Lucas had a friendship with Disney for a long time as he was one of the first kids to be at Disneyland when it first opened and he made those cool attractions based on Indy and SW at the parks especially Captain EO. Pixar was once one of his companies before Disney bought them in 2006 and i'm sure Disney will take good care of his company as he is now supporting his new family.

Afterall Disney did wonders with other properties they acquired like Marvel, Pixar, Ghibli and The Muppets and they also own ESPN and ABC which is nice. And they'll treat Lucasfilm/SW/Indy with respect like those other brands i mentioned.

Plus they hired GOOD writers especially the talented Michael Arndt who did the great screenplay to Toy Story 3 and a fine director for episode 7 who stated he is more SW fan than Star Trek fan as he is leaving ST for something he is more comfortable with. Lucas is out of the picture without his control and both Indiana Jones/SW are in good hands.

Plus we'll get SW/Indy/Lucasfilmland soon at Disneyworld which should be awesome and should come out 2016. Next we'll get some new SW toons with possibly a Indy toon (i can dream can i?) with new Lucasfilm stuff like maybe a Monkey Island animated movie.

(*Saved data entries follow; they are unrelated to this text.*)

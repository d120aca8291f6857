//! Endpoint tables: per-method handlers with their schemas and hooks.

use serde::de::DeserializeOwned;
use serde_json::{Map, Value};
use std::collections::BTreeMap;
use std::fmt;
use std::sync::Arc;

use super::HttpMethod;
use crate::error::RouteError;
use crate::server::{ApiRequest, ApiResponse};
use crate::validator::Schema;

/// Parameters accumulated by the middleware chain.
pub type Params = Map<String, Value>;

/// Everything a handler receives for one request.
pub struct HandlerContext<'a> {
    pub req: &'a ApiRequest,
    pub res: &'a mut ApiResponse,
    /// Merged output of the global, endpoint and method middleware
    pub params: &'a Params,
    /// Request body after input validation (coerced by the validator), if the
    /// method declares an input
    pub body: Option<&'a Value>,
}

impl HandlerContext<'_> {
    /// Deserialize the validated body, falling back to the raw request body.
    pub fn json<T: DeserializeOwned>(&self) -> anyhow::Result<T> {
        let value = self
            .body
            .or(self.req.body.as_ref())
            .cloned()
            .unwrap_or(Value::Null);
        Ok(serde_json::from_value(value)?)
    }
}

type HandlerFnInner = dyn Fn(HandlerContext<'_>) -> anyhow::Result<()> + Send + Sync;
type MiddlewareFnInner = dyn Fn(&ApiRequest, &Params) -> anyhow::Result<Value> + Send + Sync;
type ErrorHandlerFnInner = dyn Fn(&ApiRequest, &mut ApiResponse, &anyhow::Error) + Send + Sync;

/// A request handler. Writes its own response through [`HandlerContext::res`].
#[derive(Clone)]
pub struct HandlerFn(Arc<HandlerFnInner>);

impl HandlerFn {
    pub fn new<F>(f: F) -> Self
    where
        F: Fn(HandlerContext<'_>) -> anyhow::Result<()> + Send + Sync + 'static,
    {
        Self(Arc::new(f))
    }

    pub fn call(&self, ctx: HandlerContext<'_>) -> anyhow::Result<()> {
        (self.0)(ctx)
    }
}

/// A parameter-enrichment step.
///
/// Receives the request and the parameters accumulated so far and returns a
/// JSON object whose fields are merged into them. Returning `null` contributes
/// nothing.
#[derive(Clone)]
pub struct Middleware(Arc<MiddlewareFnInner>);

impl Middleware {
    pub fn new<F>(f: F) -> Self
    where
        F: Fn(&ApiRequest, &Params) -> anyhow::Result<Value> + Send + Sync + 'static,
    {
        Self(Arc::new(f))
    }

    pub fn call(&self, req: &ApiRequest, params: &Params) -> anyhow::Result<Value> {
        (self.0)(req, params)
    }
}

/// Handles errors returned (or panics raised) by middleware and handlers.
///
/// The handler owns the response: whatever it writes is sent as-is.
#[derive(Clone)]
pub struct ErrorHandler(Arc<ErrorHandlerFnInner>);

impl ErrorHandler {
    pub fn new<F>(f: F) -> Self
    where
        F: Fn(&ApiRequest, &mut ApiResponse, &anyhow::Error) + Send + Sync + 'static,
    {
        Self(Arc::new(f))
    }

    pub fn call(&self, req: &ApiRequest, res: &mut ApiResponse, err: &anyhow::Error) {
        (self.0)(req, res, err)
    }
}

// Hooks compare by identity: two handles are equal when they share the same
// allocation, i.e. one was cloned from the other.
macro_rules! hook_identity {
    ($($ty:ident),*) => {$(
        impl PartialEq for $ty {
            fn eq(&self, other: &Self) -> bool {
                Arc::ptr_eq(&self.0, &other.0)
            }
        }

        impl fmt::Debug for $ty {
            fn fmt(&self, f: &mut fmt::Formatter<'_>) -> fmt::Result {
                write!(f, concat!(stringify!($ty), "({:p})"), Arc::as_ptr(&self.0))
            }
        }
    )*};
}

hook_identity!(HandlerFn, Middleware, ErrorHandler);

/// Declared request body: content type plus schema.
#[derive(Clone, Debug)]
pub struct InputSpec {
    pub content_type: String,
    pub schema: Schema,
}

/// Declared response: status, content type and schema.
#[derive(Clone, Debug)]
pub struct OutputSpec {
    pub status: u16,
    pub content_type: String,
    pub schema: Schema,
}

/// Handler for one HTTP method of an endpoint.
#[derive(Clone, Debug)]
pub struct MethodHandler {
    pub input: Option<InputSpec>,
    pub output: Vec<OutputSpec>,
    pub middleware: Option<Middleware>,
    pub error_handler: Option<ErrorHandler>,
    /// OpenAPI operation fields merged over the generated operation
    /// (`summary`, `tags`, `operationId`, ...)
    pub openapi_operation: Option<Value>,
    handler: HandlerFn,
}

impl MethodHandler {
    pub fn new<F>(handler: F) -> Self
    where
        F: Fn(HandlerContext<'_>) -> anyhow::Result<()> + Send + Sync + 'static,
    {
        Self {
            input: None,
            output: Vec::new(),
            middleware: None,
            error_handler: None,
            openapi_operation: None,
            handler: HandlerFn::new(handler),
        }
    }

    #[must_use]
    pub fn with_input(mut self, content_type: impl Into<String>, schema: Schema) -> Self {
        self.input = Some(InputSpec {
            content_type: content_type.into(),
            schema,
        });
        self
    }

    #[must_use]
    pub fn with_output(mut self, status: u16, content_type: impl Into<String>, schema: Schema) -> Self {
        self.output.push(OutputSpec {
            status,
            content_type: content_type.into(),
            schema,
        });
        self
    }

    #[must_use]
    pub fn with_middleware<F>(mut self, f: F) -> Self
    where
        F: Fn(&ApiRequest, &Params) -> anyhow::Result<Value> + Send + Sync + 'static,
    {
        self.middleware = Some(Middleware::new(f));
        self
    }

    #[must_use]
    pub fn with_error_handler<F>(mut self, f: F) -> Self
    where
        F: Fn(&ApiRequest, &mut ApiResponse, &anyhow::Error) + Send + Sync + 'static,
    {
        self.error_handler = Some(ErrorHandler::new(f));
        self
    }

    #[must_use]
    pub fn with_openapi_operation(mut self, operation: Value) -> Self {
        self.openapi_operation = Some(operation);
        self
    }

    #[must_use]
    pub fn handler(&self) -> &HandlerFn {
        &self.handler
    }

    /// Whether this method contributes an operation to the OpenAPI document.
    #[must_use]
    pub fn is_documented(&self) -> bool {
        self.input.is_some() || !self.output.is_empty()
    }

    /// Declared output matching a written status and media type.
    #[must_use]
    pub fn output_for(&self, status: u16, media_type: &str) -> Option<&OutputSpec> {
        self.output
            .iter()
            .find(|o| o.status == status && o.content_type == media_type)
    }
}

/// Method-keyed handler table for one route.
#[derive(Clone, Debug, Default)]
pub struct Endpoint {
    handlers: BTreeMap<HttpMethod, Arc<MethodHandler>>,
    pub middleware: Option<Middleware>,
    pub error_handler: Option<ErrorHandler>,
    duplicates: Vec<HttpMethod>,
}

impl Endpoint {
    #[must_use]
    pub fn new() -> Self {
        Self::default()
    }

    /// Register the handler for `method`.
    ///
    /// Registering the same method twice is reported as
    /// [`RouteError::DuplicateMethod`] when the endpoint is checked or added to
    /// a dispatcher; the first handler is kept.
    #[must_use]
    pub fn method(mut self, method: HttpMethod, handler: MethodHandler) -> Self {
        if self.handlers.contains_key(&method) {
            self.duplicates.push(method);
        } else {
            self.handlers.insert(method, Arc::new(handler));
        }
        self
    }

    #[must_use]
    pub fn get(self, handler: MethodHandler) -> Self {
        self.method(HttpMethod::Get, handler)
    }

    #[must_use]
    pub fn put(self, handler: MethodHandler) -> Self {
        self.method(HttpMethod::Put, handler)
    }

    #[must_use]
    pub fn post(self, handler: MethodHandler) -> Self {
        self.method(HttpMethod::Post, handler)
    }

    #[must_use]
    pub fn delete(self, handler: MethodHandler) -> Self {
        self.method(HttpMethod::Delete, handler)
    }

    #[must_use]
    pub fn options(self, handler: MethodHandler) -> Self {
        self.method(HttpMethod::Options, handler)
    }

    #[must_use]
    pub fn head(self, handler: MethodHandler) -> Self {
        self.method(HttpMethod::Head, handler)
    }

    #[must_use]
    pub fn patch(self, handler: MethodHandler) -> Self {
        self.method(HttpMethod::Patch, handler)
    }

    #[must_use]
    pub fn trace(self, handler: MethodHandler) -> Self {
        self.method(HttpMethod::Trace, handler)
    }

    #[must_use]
    pub fn with_middleware<F>(mut self, f: F) -> Self
    where
        F: Fn(&ApiRequest, &Params) -> anyhow::Result<Value> + Send + Sync + 'static,
    {
        self.middleware = Some(Middleware::new(f));
        self
    }

    #[must_use]
    pub fn with_error_handler<F>(mut self, f: F) -> Self
    where
        F: Fn(&ApiRequest, &mut ApiResponse, &anyhow::Error) + Send + Sync + 'static,
    {
        self.error_handler = Some(ErrorHandler::new(f));
        self
    }

    #[must_use]
    pub fn handler_for(&self, method: HttpMethod) -> Option<&MethodHandler> {
        self.handlers.get(&method).map(|h| h.as_ref())
    }

    /// Registered methods in alphabetical order.
    pub fn methods(&self) -> impl Iterator<Item = HttpMethod> + '_ {
        self.handlers.keys().copied()
    }

    pub fn handlers(&self) -> impl Iterator<Item = (HttpMethod, &MethodHandler)> + '_ {
        self.handlers.iter().map(|(m, h)| (*m, h.as_ref()))
    }

    /// Value of the `Allow` header: registered methods, sorted, comma-joined.
    #[must_use]
    pub fn allow_header(&self) -> String {
        self.methods()
            .map(|m| m.as_str())
            .collect::<Vec<_>>()
            .join(", ")
    }

    /// Reject tables that registered a method more than once.
    pub fn check(&self, path: &str) -> Result<(), RouteError> {
        match self.duplicates.first() {
            Some(method) => Err(RouteError::DuplicateMethod {
                path: path.to_string(),
                method: *method,
            }),
            None => Ok(()),
        }
    }
}
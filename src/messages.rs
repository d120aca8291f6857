//! Fixed message catalog and documentation defaults.
//!
//! The error strings are returned verbatim in JSON error bodies
//! (`{"message": ...}`) and must not change between releases.

/// Body message for a method missing from the endpoint table (405).
pub const METHOD_NOT_ALLOWED: &str = "Method not allowed.";

/// Body message for an unknown path or a disabled reserved path (404).
pub const NOT_FOUND: &str = "Not found.";

/// Body message for a request content type that differs from the declared input (415).
pub const INVALID_MEDIA_TYPE: &str = "Invalid media type.";

/// Body message returned by the default error handler (500).
pub const UNEXPECTED_ERROR: &str = "An unknown error occurred, trying again might help.";

/// OpenAPI version written into every generated document.
pub const OPENAPI_VERSION: &str = "3.0.1";

/// Default `info.title` of the generated document.
pub const DEFAULT_TITLE: &str = "restroute";

/// Default `info.description` of the generated document.
pub const DEFAULT_DESCRIPTION: &str = "This is an autogenerated OpenAPI spec by restroute.";

/// Default `info.version` of the generated document.
pub const DEFAULT_VERSION: &str = env!("CARGO_PKG_VERSION");

/// Default path serving the OpenAPI document as JSON.
pub const DEFAULT_OPENAPI_JSON_PATH: &str = "/api/openapi.json";

/// Default path serving the OpenAPI document as YAML.
pub const DEFAULT_OPENAPI_YAML_PATH: &str = "/api/openapi.yaml";

/// Default path serving the Swagger UI page.
pub const DEFAULT_SWAGGER_UI_PATH: &str = "/api";
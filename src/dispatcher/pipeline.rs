use anyhow::anyhow;
use serde_json::Value;
use std::any::Any;
use std::panic::{self, AssertUnwindSafe};
use std::time::Instant;
use tracing::{debug, error, warn};

use crate::config::ApiConfig;
use crate::messages::{INVALID_MEDIA_TYPE, METHOD_NOT_ALLOWED, UNEXPECTED_ERROR};
use crate::route::{
    Endpoint, ErrorHandler, HandlerContext, HttpMethod, InputSpec, MethodHandler, Middleware,
    Params,
};
use crate::runtime_config::RuntimeConfig;
use crate::server::{write_json_error, ApiRequest, ApiResponse};
use crate::validator::ValidationFailure;

/// Global hooks taken from the configuration.
#[derive(Debug, Clone, Copy, Default)]
pub struct Globals<'a> {
    pub middleware: Option<&'a Middleware>,
    pub error_handler: Option<&'a ErrorHandler>,
}

impl<'a> From<&'a ApiConfig> for Globals<'a> {
    fn from(config: &'a ApiConfig) -> Self {
        Self {
            middleware: config.middleware.as_ref(),
            error_handler: config.error_handler.as_ref(),
        }
    }
}

enum Outcome {
    Handled,
    Rejected,
}

enum Rejection {
    MediaType,
    Invalid(ValidationFailure),
}

/// Dispatch `req` against a single endpoint table, writing into `res`.
///
/// Routing, media-type and validation failures are answered with fixed JSON
/// bodies. Errors and panics from middleware or the handler go to exactly one
/// error handler: method, then endpoint, then global, then the default.
pub fn dispatch(
    req: &ApiRequest,
    res: &mut ApiResponse,
    endpoint: &Endpoint,
    globals: Globals<'_>,
    runtime: RuntimeConfig,
) {
    let Some((method, handler)) = HttpMethod::parse(&req.method)
        .and_then(|m| endpoint.handler_for(m).map(|h| (m, h)))
    else {
        debug!(method = %req.method, allow = %endpoint.allow_header(), "Method not allowed");
        res.set_header("allow", endpoint.allow_header());
        write_json_error(res, 405, METHOD_NOT_ALLOWED);
        return;
    };

    let started = Instant::now();
    match guarded(|| run_method(req, res, endpoint, handler, globals)) {
        Ok(Outcome::Handled) => {
            if !res.is_sent() {
                debug!(method = %method, "Handler returned without writing a response");
            }
            if !runtime.is_production() {
                check_output(handler, res);
            }
        }
        Ok(Outcome::Rejected) => {}
        Err(err) => handle_error(req, res, &err, handler, endpoint, globals, runtime),
    }

    debug!(
        method = %method,
        status = res.status,
        elapsed_ms = started.elapsed().as_millis() as u64,
        "Request handled"
    );
}

fn run_method(
    req: &ApiRequest,
    res: &mut ApiResponse,
    endpoint: &Endpoint,
    handler: &MethodHandler,
    globals: Globals<'_>,
) -> anyhow::Result<Outcome> {
    let params = run_middleware(
        req,
        [
            globals.middleware,
            endpoint.middleware.as_ref(),
            handler.middleware.as_ref(),
        ],
    )?;

    let body = match &handler.input {
        None => None,
        Some(input) => match check_input(req, input) {
            Ok(value) => Some(value),
            Err(Rejection::MediaType) => {
                debug!(
                    expected = %input.content_type,
                    received = req.content_type().unwrap_or(""),
                    "Invalid media type"
                );
                write_json_error(res, 415, INVALID_MEDIA_TYPE);
                return Ok(Outcome::Rejected);
            }
            Err(Rejection::Invalid(failure)) => {
                debug!(
                    library = input.schema.library(),
                    errors = ?failure.messages,
                    "Request body failed validation"
                );
                write_json_error(res, 400, failure.messages);
                return Ok(Outcome::Rejected);
            }
        },
    };

    handler.handler().call(HandlerContext {
        req,
        res,
        params: &params,
        body: body.as_ref(),
    })?;
    Ok(Outcome::Handled)
}

/// Run the middleware chain left to right, merging each returned object into
/// the accumulated params.
fn run_middleware<'a>(
    req: &ApiRequest,
    chain: impl IntoIterator<Item = Option<&'a Middleware>>,
) -> anyhow::Result<Params> {
    let mut params = Params::new();
    for middleware in chain.into_iter().flatten() {
        match middleware.call(req, &params)? {
            Value::Object(fields) => params.extend(fields),
            Value::Null => {}
            other => {
                return Err(anyhow!(
                    "middleware must return a JSON object or null, got {other}"
                ))
            }
        }
    }
    Ok(params)
}

fn check_input(req: &ApiRequest, input: &InputSpec) -> Result<Value, Rejection> {
    if req.content_type() != Some(input.content_type.as_str()) {
        return Err(Rejection::MediaType);
    }
    let body = req.body.clone().unwrap_or(Value::Null);
    input.schema.validate(&body).map_err(Rejection::Invalid)
}

fn check_output(handler: &MethodHandler, res: &ApiResponse) {
    let Some(media) = res.media_type() else {
        return;
    };
    let Some(output) = handler.output_for(res.status, media) else {
        return;
    };
    let Some(body) = res.body_value() else {
        return;
    };
    if let Err(failure) = output.schema.validate(&body) {
        warn!(
            status = res.status,
            content_type = %output.content_type,
            library = output.schema.library(),
            errors = ?failure.messages,
            "Response body does not match the declared output schema"
        );
    }
}

#[allow(clippy::too_many_arguments)]
fn handle_error(
    req: &ApiRequest,
    res: &mut ApiResponse,
    err: &anyhow::Error,
    handler: &MethodHandler,
    endpoint: &Endpoint,
    globals: Globals<'_>,
    runtime: RuntimeConfig,
) {
    let chosen = handler
        .error_handler
        .as_ref()
        .or(endpoint.error_handler.as_ref())
        .or(globals.error_handler);

    if let Some(error_handler) = chosen {
        match guarded(|| {
            error_handler.call(req, res, err);
            Ok(())
        }) {
            Ok(()) => return,
            Err(panicked) => error!(error = %panicked, "Error handler panicked"),
        }
    }
    default_error_handler(res, err, runtime);
}

fn default_error_handler(res: &mut ApiResponse, err: &anyhow::Error, runtime: RuntimeConfig) {
    if runtime.is_production() {
        error!("An unexpected error occurred while handling the request");
    } else {
        error!(error = ?err, "Unexpected error while handling the request");
    }
    *res = ApiResponse::new();
    write_json_error(res, 500, UNEXPECTED_ERROR);
}

/// Run `f`, turning a panic into an error.
fn guarded<T>(f: impl FnOnce() -> anyhow::Result<T>) -> anyhow::Result<T> {
    match panic::catch_unwind(AssertUnwindSafe(f)) {
        Ok(result) => result,
        Err(payload) => Err(anyhow!("panicked: {}", panic_message(payload.as_ref()))),
    }
}

fn panic_message(payload: &(dyn Any + Send)) -> String {
    if let Some(s) = payload.downcast_ref::<&str>() {
        (*s).to_string()
    } else if let Some(s) = payload.downcast_ref::<String>() {
        s.clone()
    } else {
        "non-string panic payload".to_string()
    }
}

And i hear this will be filmed in ACTUAL locations than all digital like the prequels and filmed on film rather than digital and will have LESS CGI but not too much but mainly practical effects (they did a comeback with Evil Dead remake) to be in the spirit of the old trilogy including a reunion of the original cast.

Soon Fox and Disney will join forces for a blu-ray boxset in 2020 featuring the unaltered untainted unfucked with original theatrical cuts now that they are out of Lucas's hands.


----------



## Shetana (Dec 15, 2013)

I'm curious to see what they're going to do with the new movies. I was kind of disappointed with the prequels because I read every Star Wars book I could get my hands on and was upset that the movies didn't match. Not that that stopped me from buying the action figures, lol.
Also, excited to get to see the theatrical cuts again (I have them on VHS somewhere, no VCR though...)


----------



## Gumshoe (Dec 15, 2013)

As far as films go, I'm not sure.  However, I heard they ruined star wars video game franchises so far (cancellation of Star Wars 1313 and the creation of Star Wars Kinect.). I don't think you will get many positive responses in this thread thanks to what Disney has already done.


----------



## Littlerock (Dec 15, 2013)

To be frank, I don't give a shit. :T


----------



## Kit H. Ruppell (Dec 15, 2013)

HarryCanyon said:


> Plus they hired GOOD writers especially the talented Michael Arndt who did the great screenplay to Toy Story 3 and* a fine director for episode 7 who stated he is more SW fan than Star Trek fan as he is leaving ST for something he is more comfortable with.*


He was never a Trek fan; he said himself that it was 'too preachy' (like Wars _isn't_ preachy?) so he  turned it into a relatively brainless action series to make Wars look better.


----------



## Arshes Nei (Dec 23, 2013)

Don't really care as Lucas already ruined his own franchise to be honest. People scared about another owner should think about that.


----------



## ShadowFireWolf (Dec 23, 2013)

not really I remarked to a friend that they might make it a musical then she started singing "_The siths go marching in"_


----------



## Harbinger (Dec 23, 2013)

It cant be any more cartoony and stupid as the latest trilogy, can it?


----------



## Kit H. Ruppell (Dec 23, 2013)

I demand Selonians!


----------



## lupinealchemist (Dec 23, 2013)

What were those anthro wolves in the cantina that got cut out of the later releases? 
I think one of those became a Jedi, not sure...


----------



## Kit H. Ruppell (Dec 23, 2013)

lupinealchemist said:


> What were those anthro wolves in the cantina that got cut out of the later releases?



Those are Shistaven.


----------



## lupinealchemist (Dec 23, 2013)

Kit H. Ruppell said:


> Those are Shistaven.


Thanks, couldn't remember the name. 
Also, my sister's roommate named his son Anakin.


----------



## Dire Newt (Dec 24, 2013)

I'm entirely apathetic. Star Wars as a franchise is pretty much of dead to me.


----------



## Twylyght (Dec 25, 2013)

I'm willing to hold of on any judgement until the first movie under their reigns comes out.  I did that when they brought part of Marvel and I wasn't too disappointed with the results.

Speaking of Lucas...
[video=youtube;qJlbPXZEpRE]https://www.youtube.com/watch?v=qJlbPXZEpRE[/video]

This says it all for me lol


----------



## DrDingo (Dec 25, 2013)

Disney's a successful, experienced and global company. Let's face it- they're gonna be able to make and handle Star Wars films better than a lot of the other candidates Lucasfilm could have gone to.


----------